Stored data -
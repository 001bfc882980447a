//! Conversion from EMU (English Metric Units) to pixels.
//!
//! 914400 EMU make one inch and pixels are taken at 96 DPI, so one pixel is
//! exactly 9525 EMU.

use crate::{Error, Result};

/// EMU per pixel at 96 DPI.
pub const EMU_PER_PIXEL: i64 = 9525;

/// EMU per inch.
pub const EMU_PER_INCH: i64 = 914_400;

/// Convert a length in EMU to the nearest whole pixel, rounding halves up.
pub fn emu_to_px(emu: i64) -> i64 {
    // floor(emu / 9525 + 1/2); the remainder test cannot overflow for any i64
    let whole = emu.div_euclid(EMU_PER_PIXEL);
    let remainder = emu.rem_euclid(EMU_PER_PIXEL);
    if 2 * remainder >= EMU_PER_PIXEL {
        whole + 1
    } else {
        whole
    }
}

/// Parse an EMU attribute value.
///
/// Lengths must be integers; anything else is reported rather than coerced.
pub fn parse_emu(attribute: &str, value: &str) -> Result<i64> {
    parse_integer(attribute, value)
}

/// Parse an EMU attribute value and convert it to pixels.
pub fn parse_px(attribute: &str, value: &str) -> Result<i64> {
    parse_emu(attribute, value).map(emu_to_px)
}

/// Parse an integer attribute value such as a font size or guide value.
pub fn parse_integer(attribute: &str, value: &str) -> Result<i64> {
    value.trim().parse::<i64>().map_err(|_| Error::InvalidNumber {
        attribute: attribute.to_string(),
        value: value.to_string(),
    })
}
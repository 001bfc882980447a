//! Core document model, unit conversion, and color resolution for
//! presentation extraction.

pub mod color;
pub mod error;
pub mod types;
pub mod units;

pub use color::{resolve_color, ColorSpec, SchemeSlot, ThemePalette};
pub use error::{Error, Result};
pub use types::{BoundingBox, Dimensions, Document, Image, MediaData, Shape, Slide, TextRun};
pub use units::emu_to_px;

Exercise -
The lines to copy run from the first line of the entries to the line containing "for any i64"; copy them exactly and output nothing else.

Solution to this problem -
repository 001bfc882980447a
//! Conversion from EMU (English Metric Units) to pixels.
//!
//! 914400 EMU make one inch and pixels are taken at 96 DPI, so one pixel is
//! exactly 9525 EMU.

use crate::{Error, Result};

/// EMU per pixel at 96 DPI.
pub const EMU_PER_PIXEL: i64 = 9525;

/// EMU per inch.
pub const EMU_PER_INCH: i64 = 914_400;

/// Convert a length in EMU to the nearest whole pixel, rounding halves up.
pub fn emu_to_px(emu: i64) -> i64 {
    // floor(emu / 9525 + 1/2); the remainder test cannot overflow for any i64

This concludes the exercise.